Steckverbindungen
Der Klick muss stimmen
Bei der Auto-Produktion setzen Hersteller vielfach auf praktische Steckverbindungen. Zeit und Geld kostet es jedoch, wenn eine Verbindung nicht richtig gesteckt wird und dies unbemerkt bleibt. Hierfür hat das Fraunhofer-Institut für Digitale Medientechnologie IDMT in Oldenburg eine Lösung entwickelt.
Eine audiobasierte Technologie analysiert das Klick-Geräusch, das beim Stecken entsteht. Wenn eine Verbindung nicht einrastet, werden Mitarbeiter oder der Roboter durch eine Fehlermeldung alarmiert. Zunächst erfassen Mikrofone das Geräusch, dann wird es von Algorithmen analysiert. Schließlich gibt das System positive Rückmeldung, oder es sendet eine Warnung, wenn es einmal nicht richtig Klick gemacht hat. Das Feedback an einen Menschen kann akustisch, optisch oder auch taktil, zum Beispiel über Vibration, erfolgen. Ein Roboter bekommt die notwendige Information direkt aus dem Sensorsystem.

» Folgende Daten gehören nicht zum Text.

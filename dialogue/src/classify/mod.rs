//! Intent classification — a cheap heuristic layer with a semantic
//! fallback behind the completion service.

pub mod heuristic;
pub mod semantic;

use crate::catalog::FALLBACK_INTENT;
use serde::{Deserialize, Serialize};
use std::collections::HashMap;

pub use heuristic::HeuristicClassifier;
pub use semantic::SemanticClassifier;

/// Which layer produced a classification
#[derive(Debug, Clone, Copy, PartialEq, Eq, Serialize, Deserialize)]
#[serde(rename_all = "snake_case")]
pub enum Provenance {
    /// Pattern-based matcher
    Heuristic,
    /// External completion service
    Semantic,
}

impl std::fmt::Display for Provenance {
    fn fmt(&self, f: &mut std::fmt::Formatter<'_>) -> std::fmt::Result {
        match self {
            Self::Heuristic => write!(f, "heuristic"),
            Self::Semantic => write!(f, "semantic"),
        }
    }
}

/// Result of classifying one message
#[derive(Debug, Clone, Serialize, Deserialize)]
pub struct ClassificationResult {
    /// Resolved intent id (always a catalog entry)
    pub intent: String,
    /// Confidence in [0, 1]
    pub confidence: f32,
    /// Slot values extracted from the message
    pub slots: HashMap<String, String>,
    /// Whether the classifier itself asked for clarification
    pub needs_clarification: bool,
    /// Which layer produced this result
    pub provenance: Provenance,
}

impl ClassificationResult {
    /// The degenerate result: synthetic `fallback` at confidence 0
    pub fn fallback(provenance: Provenance) -> Self {
        Self {
            intent: FALLBACK_INTENT.to_string(),
            confidence: 0.0,
            slots: HashMap::new(),
            needs_clarification: false,
            provenance,
        }
    }

    /// Whether this is the synthetic `fallback` intent
    pub fn is_fallback(&self) -> bool {
        self.intent == FALLBACK_INTENT
    }
}

#[cfg(test)]
mod tests {
    use super::*;

    #[test]
    fn test_fallback_result() {
        let result = ClassificationResult::fallback(Provenance::Semantic);
        assert!(result.is_fallback());
        assert_eq!(result.confidence, 0.0);
        assert!(result.slots.is_empty());
    }

    #[test]
    fn test_provenance_display() {
        assert_eq!(Provenance::Heuristic.to_string(), "heuristic");
        assert_eq!(Provenance::Semantic.to_string(), "semantic");
    }
}
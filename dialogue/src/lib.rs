//! Dialogue Orchestration Core
//!
//! This library decides *what* a conversational plan assistant answers
//! and *when* it asks for confirmation first:
//! - Classifies free text into a closed intent catalog — a cheap ordered
//!   pattern layer first, an external semantic classifier as fallback
//! - Tracks per-sender dialogue state (slots, confirmation phase,
//!   fallback streaks) under a sliding 300 s TTL
//! - Runs a two-phase summary-then-confirm protocol for expensive answers
//! - Detects fallback loops and escalates to a guided-help menu
//! - Routes resolved intents to the external tool-execution layer,
//!   recording a per-step execution trace
//!
//! Text generation, data retrieval, risk scoring, and the frontend are
//! external collaborators consumed behind traits
//! ([`completion::CompletionBackend`], [`dispatch::ToolExecutor`]).
//!
//! # Usage
//!
//! ```rust,ignore
//! use dialogue::{DialogueEngine, IntentCatalog, OrchestratorConfig, TurnRequest};
//!
//! let engine = DialogueEngine::new(
//!     IntentCatalog::default_catalog(),
//!     OrchestratorConfig::default(),
//!     classifier_backend,
//!     tool_executor,
//! );
//! let reply = engine.handle_turn(TurnRequest::new("sender-1", "piani in ritardo")).await;
//! ```

#![allow(clippy::uninlined_format_args)]

pub mod catalog;
pub mod classify;
pub mod completion;
pub mod config;
pub mod dialogue;
pub mod dispatch;
pub mod error;
pub mod session;
pub mod telemetry;
pub mod trace;
pub mod turn;

// Re-export the catalog types
pub use catalog::{IntentCatalog, IntentDef};
pub use catalog::{CONFIRM_INTENT, DECLINE_INTENT, FALLBACK_INTENT, GREET_INTENT, HELP_INTENT};

// Re-export the classification types
pub use classify::{ClassificationResult, HeuristicClassifier, Provenance, SemanticClassifier};

// Re-export the completion adapter types
pub use completion::{
    BackendHealth, CompletionBackend, CompletionError, CompletionRequest, HttpCompletionBackend,
};

// Re-export configuration
pub use config::OrchestratorConfig;

// Re-export the orchestration types
pub use dialogue::{ConfirmationPolicy, DialogueEngine, FallbackRecovery, RecoveryAction};

// Re-export dispatch types
pub use dispatch::{DispatchOutcome, ToolExecutor, ToolRouter};

// Re-export error types
pub use error::{CoreError, CoreResult, ToolError};

// Re-export session types
pub use session::{PendingConfirmation, Phase, SessionState, SessionStore};

// Re-export trace types
pub use trace::{ExecutionTrace, TraceRecorder, TraceStep};

// Re-export turn types
pub use turn::{ReplyMode, TurnReply, TurnRequest};
//! The turn pipeline.
//!
//! One call to [`DialogueEngine::handle_turn`] takes a message from
//! classification through the dialogue state machines to tool dispatch
//! and response assembly, and always returns a well-formed [`TurnReply`]
//! — every failure mode lands on a coherent reply directive, never an
//! error at the turn boundary.
//!
//! Session state is snapshotted up front and the resulting transition is
//! applied in a single atomic per-sender update only after every await
//! has completed, so a turn cancelled mid-flight cannot leave a session
//! in an inconsistent phase.

use crate::catalog::{
    IntentCatalog, CONFIRM_INTENT, DECLINE_INTENT, GREET_INTENT, HELP_INTENT,
};
use crate::classify::{ClassificationResult, HeuristicClassifier, SemanticClassifier};
use crate::completion::{CompletionBackend, CompletionRequest};
use crate::config::OrchestratorConfig;
use crate::dialogue::confirmation::ConfirmationPolicy;
use crate::dialogue::recovery::{FallbackRecovery, RecoveryAction};
use crate::dispatch::{DispatchOutcome, ToolExecutor, ToolRouter};
use crate::session::state::{PendingConfirmation, Phase, SessionState};
use crate::session::store::SessionStore;
use crate::telemetry;
use crate::trace::{
    TraceRecorder, STEP_CLASSIFY, STEP_DIALOGUE_STATE, STEP_RESPONSE_ASSEMBLY, STEP_TOOL,
};
use crate::turn::{ReplyMode, TurnReply, TurnRequest};
use chrono::Utc;
use std::collections::HashMap;
use std::sync::Arc;
use tracing::{debug, info, warn, Instrument};

/// What the dialogue state machines decided to do with this turn
#[derive(Debug, Clone)]
enum TurnAction {
    /// Dispatch the resolved intent immediately
    Dispatch {
        intent: String,
        slots: HashMap<String, String>,
    },
    /// Park the request and ask for confirmation
    AskConfirmation {
        intent: String,
        slots: HashMap<String, String>,
        summary: serde_json::Value,
        cost: f32,
    },
    /// Dispatch a previously parked request (user confirmed)
    DispatchPending { pending: PendingConfirmation },
    /// Acknowledge without doing anything (decline, stray confirm, greeting)
    Acknowledge { greeting: bool },
    /// Ask a targeted follow-up for missing slots
    Clarify {
        intent: String,
        missing: Vec<String>,
    },
    /// Best-effort suggestions after an unrecognized turn
    Suggest,
    /// Forced capability menu
    GuidedHelp,
}
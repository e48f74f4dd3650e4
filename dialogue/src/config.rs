//! Orchestrator configuration.
//!
//! Defaults match the contracts the frontend relies on (300 s session TTL).
//! Values can be overridden from a TOML file and from `DIALOGUE_*`
//! environment variables, in that order.

use crate::error::{CoreError, CoreResult};
use serde::{Deserialize, Serialize};
use std::path::Path;
use std::time::Duration;

/// Configuration for the dialogue orchestration core
#[derive(Debug, Clone, Serialize, Deserialize)]
#[serde(default)]
pub struct OrchestratorConfig {
    /// Seconds of inactivity before a session is evicted
    pub session_ttl_secs: u64,
    /// Minimum confidence for a heuristic match to short-circuit the semantic layer
    pub heuristic_confidence_floor: f32,
    /// Consecutive fallbacks that force the guided-help menu
    pub guided_help_threshold: u32,
    /// Recognized-intent history window kept per session
    pub intent_history_window: usize,
    /// Deadline for the semantic classifier call, in seconds
    pub classify_timeout_secs: u64,
    /// Deadline for a downstream tool call, in seconds
    pub tool_timeout_secs: u64,
    /// Deadline for the response-assembly completion call, in seconds
    pub compose_timeout_secs: u64,
    /// Maximum suggestions returned on a best-effort fallback reply
    pub suggestion_limit: usize,
}

impl Default for OrchestratorConfig {
    fn default() -> Self {
        Self {
            session_ttl_secs: 300,
            heuristic_confidence_floor: 0.9,
            guided_help_threshold: 3,
            intent_history_window: 8,
            classify_timeout_secs: 8,
            tool_timeout_secs: 10,
            compose_timeout_secs: 8,
            suggestion_limit: 3,
        }
    }
}

impl OrchestratorConfig {
    /// Session time-to-live as a [`Duration`]
    pub fn session_ttl(&self) -> Duration {
        Duration::from_secs(self.session_ttl_secs)
    }

    /// Semantic classifier deadline as a [`Duration`]
    pub fn classify_timeout(&self) -> Duration {
        Duration::from_secs(self.classify_timeout_secs)
    }

    /// Tool call deadline as a [`Duration`]
    pub fn tool_timeout(&self) -> Duration {
        Duration::from_secs(self.tool_timeout_secs)
    }

    /// Response-assembly deadline as a [`Duration`]
    pub fn compose_timeout(&self) -> Duration {
        Duration::from_secs(self.compose_timeout_secs)
    }

    /// Load configuration from a TOML file
    pub fn from_file(path: &Path) -> CoreResult<Self> {
        let raw = std::fs::read_to_string(path).map_err(|e| {
            CoreError::config(format!("cannot read {}: {}", path.display(), e))
        })?;
        toml::from_str(&raw)
            .map_err(|e| CoreError::config(format!("cannot parse {}: {}", path.display(), e)))
    }

    /// Apply `DIALOGUE_*` environment variable overrides
    pub fn apply_env(mut self) -> Self {
        fn env_parse<T: std::str::FromStr>(key: &str) -> Option<T> {
            std::env::var(key).ok().and_then(|v| v.parse().ok())
        }

        if let Some(v) = env_parse("DIALOGUE_SESSION_TTL_SECS") {
            self.session_ttl_secs = v;
        }
        if let Some(v) = env_parse("DIALOGUE_CONFIDENCE_FLOOR") {
            self.heuristic_confidence_floor = v;
        }
        if let Some(v) = env_parse("DIALOGUE_GUIDED_HELP_THRESHOLD") {
            self.guided_help_threshold = v;
        }
        if let Some(v) = env_parse("DIALOGUE_CLASSIFY_TIMEOUT_SECS") {
            self.classify_timeout_secs = v;
        }
        if let Some(v) = env_parse("DIALOGUE_TOOL_TIMEOUT_SECS") {
            self.tool_timeout_secs = v;
        }
        if let Some(v) = env_parse("DIALOGUE_COMPOSE_TIMEOUT_SECS") {
            self.compose_timeout_secs = v;
        }
        self
    }

    /// Load from an optional file, then apply environment overrides
    pub fn load(path: Option<&Path>) -> CoreResult<Self> {
        let base = match path {
            Some(p) => Self::from_file(p)?,
            None => Self::default(),
        };
        Ok(base.apply_env())
    }
}
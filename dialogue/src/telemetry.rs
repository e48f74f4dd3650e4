//! Structured `tracing` helpers for the turn pipeline.
//!
//! Span and field names use dot notation so they export cleanly to
//! OpenTelemetry-style backends.
//!
//! # Span Hierarchy
//!
//! ```text
//! dialogue.turn            (root — one per incoming message)
//!   ├─ dialogue.classify   (heuristic + semantic classification)
//!   ├─ dialogue.state      (session lookup + state-machine decision)
//!   ├─ dialogue.tool       (downstream tool invocation)
//!   └─ dialogue.compose    (response assembly)
//! ```

use tracing::Span;

// ── Span Name Constants ──────────────────────────────────────────────

/// Root span for one turn end-to-end.
pub const SPAN_TURN: &str = "dialogue.turn";

/// Classification stage.
pub const SPAN_CLASSIFY: &str = "dialogue.classify";

/// Session state lookup and decision.
pub const SPAN_STATE: &str = "dialogue.state";

/// Downstream tool invocation.
pub const SPAN_TOOL: &str = "dialogue.tool";

/// Response assembly.
pub const SPAN_COMPOSE: &str = "dialogue.compose";

// ── Field Name Constants ─────────────────────────────────────────────

pub const FIELD_SENDER_ID: &str = "dialogue.sender_id";
pub const FIELD_INTENT: &str = "dialogue.intent";
pub const FIELD_CONFIDENCE: &str = "dialogue.confidence";
pub const FIELD_PROVENANCE: &str = "dialogue.provenance";
pub const FIELD_PHASE: &str = "dialogue.phase";
pub const FIELD_FALLBACK_STREAK: &str = "dialogue.fallback_streak";
pub const FIELD_MODE: &str = "dialogue.mode";
pub const FIELD_TOOL_NAME: &str = "dialogue.tool.name";
pub const FIELD_DURATION_MS: &str = "dialogue.duration_ms";

/// Root span for one turn.
///
/// Fields filled at creation: `dialogue.sender_id`.
/// Fields filled later by the engine: `dialogue.intent`, `dialogue.mode`.
pub fn turn_span(sender_id: &str) -> Span {
    tracing::info_span!(
        "dialogue.turn",
        "dialogue.sender_id" = %sender_id,
        "dialogue.intent" = tracing::field::Empty,
        "dialogue.mode" = tracing::field::Empty,
    )
}

/// Record the resolved intent and reply mode on a turn span.
pub fn record_turn_result(span: &Span, intent: &str, mode: &str) {
    span.record("dialogue.intent", intent);
    span.record("dialogue.mode", mode);
}

/// Span for a downstream tool invocation.
pub fn tool_span(tool: &str) -> Span {
    tracing::debug_span!(
        "dialogue.tool",
        "dialogue.tool.name" = %tool,
    )
}

/// Install a `fmt` subscriber honoring `RUST_LOG`.
///
/// Safe to call more than once; later calls are no-ops.
pub fn init_tracing() {
    let _ = tracing_subscriber::fmt()
        .with_env_filter(tracing_subscriber::EnvFilter::from_default_env())
        .try_init();
}
//! Tool Dispatch Router — maps a resolved intent to its downstream tool.
//!
//! The tool-execution layer itself is an external collaborator behind the
//! [`ToolExecutor`] trait. The router checks required slots, bounds the
//! call with a deadline, and converts every failure into a structured
//! [`DispatchOutcome`] — a missing slot is a follow-up question for the
//! user, never a dispatch-time error.

use crate::catalog::IntentDef;
use crate::error::ToolError;
use crate::telemetry;
use async_trait::async_trait;
use serde::{Deserialize, Serialize};
use std::collections::HashMap;
use std::sync::Arc;
use std::time::Duration;
use tracing::{debug, warn, Instrument};

/// The external tool-execution layer
#[async_trait]
pub trait ToolExecutor: Send + Sync {
    /// Invoke a named tool with the given slot mapping
    async fn execute(
        &self,
        tool: &str,
        slots: &HashMap<String, String>,
    ) -> Result<serde_json::Value, ToolError>;
}

/// Structured result of a dispatch attempt
#[derive(Debug, Clone, Serialize, Deserialize)]
#[serde(tag = "outcome", rename_all = "snake_case")]
pub enum DispatchOutcome {
    /// The tool ran and returned a result
    Completed {
        tool: String,
        result: serde_json::Value,
    },
    /// Required slots are not filled yet; ask a targeted follow-up
    MissingSlots {
        intent: String,
        missing: Vec<String>,
    },
    /// The intent maps to no tool (control intents)
    NoTool { intent: String },
    /// The tool failed or timed out
    Failed {
        tool: String,
        error: String,
        retryable: bool,
    },
}

/// Routes resolved intents to the tool-execution collaborator
pub struct ToolRouter {
    executor: Arc<dyn ToolExecutor>,
    timeout: Duration,
}

impl ToolRouter {
    /// Create a router with the given per-call deadline
    pub fn new(executor: Arc<dyn ToolExecutor>, timeout: Duration) -> Self {
        Self { executor, timeout }
    }

    /// Slot names required by `def` that are absent or blank in `slots`
    pub fn missing_slots(def: &IntentDef, slots: &HashMap<String, String>) -> Vec<String> {
        def.required_slots
            .iter()
            .filter(|name| {
                !slots
                    .get(*name)
                    .map(|v| !v.trim().is_empty())
                    .unwrap_or(false)
            })
            .cloned()
            .collect()
    }

    /// Dispatch an intent with its merged slots
    pub async fn dispatch(
        &self,
        def: &IntentDef,
        slots: &HashMap<String, String>,
    ) -> DispatchOutcome {
        let missing = Self::missing_slots(def, slots);
        if !missing.is_empty() {
            debug!(intent = %def.id, ?missing, "dispatch blocked on missing slots");
            return DispatchOutcome::MissingSlots {
                intent: def.id.clone(),
                missing,
            };
        }

        let tool = match &def.tool {
            Some(tool) => tool.clone(),
            None => {
                return DispatchOutcome::NoTool {
                    intent: def.id.clone(),
                }
            }
        };

        let span = telemetry::tool_span(&tool);
        let call = self.executor.execute(&tool, slots).instrument(span);
        match tokio::time::timeout(self.timeout, call).await {
            Ok(Ok(result)) => {
                debug!(tool = %tool, "tool completed");
                DispatchOutcome::Completed { tool, result }
            }
            Ok(Err(ToolError::MissingSlot { missing, .. })) => DispatchOutcome::MissingSlots {
                intent: def.id.clone(),
                missing,
            },
            Ok(Err(e)) => {
                warn!(tool = %tool, error = %e, "tool failed");
                DispatchOutcome::Failed {
                    tool,
                    retryable: e.is_retryable(),
                    error: e.to_string(),
                }
            }
            Err(_) => {
                warn!(tool = %tool, timeout = ?self.timeout, "tool timed out");
                DispatchOutcome::Failed {
                    tool: tool.clone(),
                    error: format!("tool '{}' timed out after {:?}", tool, self.timeout),
                    retryable: true,
                }
            }
        }
    }
}

#[cfg(test)]
mod tests {
    use super::*;
    use crate::catalog::IntentDef;
    use std::sync::atomic::{AtomicU32, Ordering};

    struct RecordingExecutor {
        calls: AtomicU32,
        result: serde_json::Value,
    }

    impl RecordingExecutor {
        fn new(result: serde_json::Value) -> Self {
            Self {
                calls: AtomicU32::new(0),
                result,
            }
        }
    }

    #[async_trait]
    impl ToolExecutor for RecordingExecutor {
        async fn execute(
            &self,
            _tool: &str,
            _slots: &HashMap<String, String>,
        ) -> Result<serde_json::Value, ToolError> {
            self.calls.fetch_add(1, Ordering::SeqCst);
            Ok(self.result.clone())
        }
    }

    struct FailingExecutor;

    #[async_trait]
    impl ToolExecutor for FailingExecutor {
        async fn execute(
            &self,
            tool: &str,
            _slots: &HashMap<String, String>,
        ) -> Result<serde_json::Value, ToolError> {
            Err(ToolError::upstream(tool, "database connection lost"))
        }
    }

    struct SlowExecutor;

    #[async_trait]
    impl ToolExecutor for SlowExecutor {
        async fn execute(
            &self,
            _tool: &str,
            _slots: &HashMap<String, String>,
        ) -> Result<serde_json::Value, ToolError> {
            tokio::time::sleep(Duration::from_millis(200)).await;
            Ok(serde_json::json!({}))
        }
    }

    fn status_intent() -> IntentDef {
        IntentDef::new("ask_plan_status")
            .with_tool("plans.status")
            .with_required_slots(&["plan_id"])
    }

    fn slots(pairs: &[(&str, &str)]) -> HashMap<String, String> {
        pairs
            .iter()
            .map(|(k, v)| (k.to_string(), v.to_string()))
            .collect()
    }

    #[tokio::test]
    async fn test_missing_slot_blocks_without_calling_tool() {
        let executor = Arc::new(RecordingExecutor::new(serde_json::json!({})));
        let router = ToolRouter::new(executor.clone(), Duration::from_secs(1));

        let outcome = router.dispatch(&status_intent(), &HashMap::new()).await;
        assert!(matches!(
            outcome,
            DispatchOutcome::MissingSlots { ref missing, .. } if missing == &vec!["plan_id".to_string()]
        ));
        assert_eq!(executor.calls.load(Ordering::SeqCst), 0);
    }

    #[tokio::test]
    async fn test_blank_slot_value_counts_as_missing() {
        let executor = Arc::new(RecordingExecutor::new(serde_json::json!({})));
        let router = ToolRouter::new(executor, Duration::from_secs(1));
        let outcome = router
            .dispatch(&status_intent(), &slots(&[("plan_id", "  ")]))
            .await;
        assert!(matches!(outcome, DispatchOutcome::MissingSlots { .. }));
    }

    #[tokio::test]
    async fn test_completed_dispatch() {
        let executor = Arc::new(RecordingExecutor::new(
            serde_json::json!({"status": "on_track"}),
        ));
        let router = ToolRouter::new(executor.clone(), Duration::from_secs(1));
        let outcome = router
            .dispatch(&status_intent(), &slots(&[("plan_id", "PRJ-1")]))
            .await;

        match outcome {
            DispatchOutcome::Completed { tool, result } => {
                assert_eq!(tool, "plans.status");
                assert_eq!(result["status"], "on_track");
            }
            other => panic!("expected Completed, got {:?}", other),
        }
        assert_eq!(executor.calls.load(Ordering::SeqCst), 1);
    }

    #[tokio::test]
    async fn test_no_tool_intent() {
        let executor = Arc::new(RecordingExecutor::new(serde_json::json!({})));
        let router = ToolRouter::new(executor, Duration::from_secs(1));
        let def = IntentDef::new("confirm");
        let outcome = router.dispatch(&def, &HashMap::new()).await;
        assert!(matches!(outcome, DispatchOutcome::NoTool { .. }));
    }

    #[tokio::test]
    async fn test_upstream_failure_is_structured() {
        let router = ToolRouter::new(Arc::new(FailingExecutor), Duration::from_secs(1));
        let outcome = router
            .dispatch(&status_intent(), &slots(&[("plan_id", "PRJ-1")]))
            .await;
        match outcome {
            DispatchOutcome::Failed {
                retryable, error, ..
            } => {
                assert!(retryable, "connection loss should be retryable");
                assert!(error.contains("database connection lost"));
            }
            other => panic!("expected Failed, got {:?}", other),
        }
    }

    #[tokio::test]
    async fn test_timeout_is_structured_and_retryable() {
        let router = ToolRouter::new(Arc::new(SlowExecutor), Duration::from_millis(20));
        let outcome = router
            .dispatch(&status_intent(), &slots(&[("plan_id", "PRJ-1")]))
            .await;
        assert!(matches!(
            outcome,
            DispatchOutcome::Failed { retryable: true, .. }
        ));
    }

    #[tokio::test]
    async fn test_tool_missing_slot_error_maps_to_missing_slots() {
        struct PickyExecutor;

        #[async_trait]
        impl ToolExecutor for PickyExecutor {
            async fn execute(
                &self,
                tool: &str,
                _slots: &HashMap<String, String>,
            ) -> Result<serde_json::Value, ToolError> {
                Err(ToolError::missing_slot(tool, vec!["as_of_date".to_string()]))
            }
        }

        let router = ToolRouter::new(Arc::new(PickyExecutor), Duration::from_secs(1));
        let outcome = router
            .dispatch(&status_intent(), &slots(&[("plan_id", "PRJ-1")]))
            .await;
        assert!(matches!(
            outcome,
            DispatchOutcome::MissingSlots { ref missing, .. } if missing == &vec!["as_of_date".to_string()]
        ));
    }

    #[test]
    fn test_outcome_serde_tagging() {
        let outcome = DispatchOutcome::MissingSlots {
            intent: "ask_plan_status".to_string(),
            missing: vec!["plan_id".to_string()],
        };
        let json = serde_json::to_string(&outcome).unwrap();
        assert!(json.contains("\"outcome\":\"missing_slots\""));
    }
}
// Error taxonomy shared by every layer of the trend engine
use thiserror::Error;

pub type TrendResult<T> = Result<T, TrendError>;

#[derive(Debug, Clone, Error, PartialEq)]
pub enum TrendError {
    /// Network, auth or protocol failure reported by one recorder group.
    #[error("datasource error ({group}): {message}")]
    Source { group: String, message: String },

    /// More than one recorder group failed in the same operation.
    #[error("{} datasource groups failed", .0.len())]
    MultiSource(Vec<TrendError>),

    #[error("invalid mode `{0}`")]
    InvalidMode(String),

    #[error("configuration error: {0}")]
    Configuration(String),

    #[error("time span must be set for live and mixed mode")]
    TimeSpanMissing,

    #[error("live frame rate must give an update interval of at least 1 ms (got {0} fps)")]
    FrameRateTooHigh(f64),

    #[error("history lower bound not set or not a number")]
    HistoryMinInvalid,

    #[error("history upper bound not set or not a number")]
    HistoryMaxInvalid,

    #[error("series type `{0}` is not supported")]
    UnsupportedSeriesType(String),

    /// The host has no code for this rejection; it takes 20108, the next
    /// free notification code after the query limit.
    #[error("a history load is already in progress")]
    LoadInProgress,

    #[error("live mode already started")]
    LiveAlreadyRunning,

    #[error("live mode not started")]
    LiveNotRunning,

    #[error("query limit exceeded, not all data could be queried")]
    QueryLimitExceeded,
}

impl TrendError {
    pub fn source(group: impl Into<String>, message: impl Into<String>) -> Self {
        TrendError::Source {
            group: group.into(),
            message: message.into(),
        }
    }

    /// Folds per-group failures into one error: none, the single failure,
    /// or a `MultiSource` aggregate.
    pub fn aggregate(mut errors: Vec<TrendError>) -> Option<TrendError> {
        match errors.len() {
            0 => None,
            1 => errors.pop(),
            _ => Some(TrendError::MultiSource(errors)),
        }
    }

    /// Stable numeric code as understood by operators of the host runtime.
    pub fn code(&self) -> u32 {
        match self {
            TrendError::LiveAlreadyRunning => 10000,
            TrendError::LiveNotRunning => 10001,
            TrendError::UnsupportedSeriesType(_) => 20100,
            TrendError::Source { .. } | TrendError::MultiSource(_) => 20103,
            TrendError::TimeSpanMissing => 20105,
            TrendError::QueryLimitExceeded => 20107,
            TrendError::LoadInProgress => 20108,
            TrendError::Configuration(_) => 30001,
            TrendError::InvalidMode(_) => 30005,
            TrendError::FrameRateTooHigh(_) => 30006,
            TrendError::HistoryMinInvalid => 30101,
            TrendError::HistoryMaxInvalid => 30102,
        }
    }

    /// Blocking errors are shown as an overlay, everything else as a
    /// dismissible notification.
    pub fn is_blocking(&self) -> bool {
        self.code() >= 30000
    }
}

Dieses Prüfsystem rückt einem Problem bei der Montage von Automobilen zu Leibe: Autos haben üblicherweise viele Steckverbindungen. Wenn bei der Fertigung eine einzige dieser Verbindungen nicht richtig einrastet und der Fehler erst nach der Auslieferung des Autos beim Kunden bemerkt wird, muss der Wagen zur Nachbesserung zurückgerufen werden. Mit dem Klick-Prüfsystem wird das vermieden.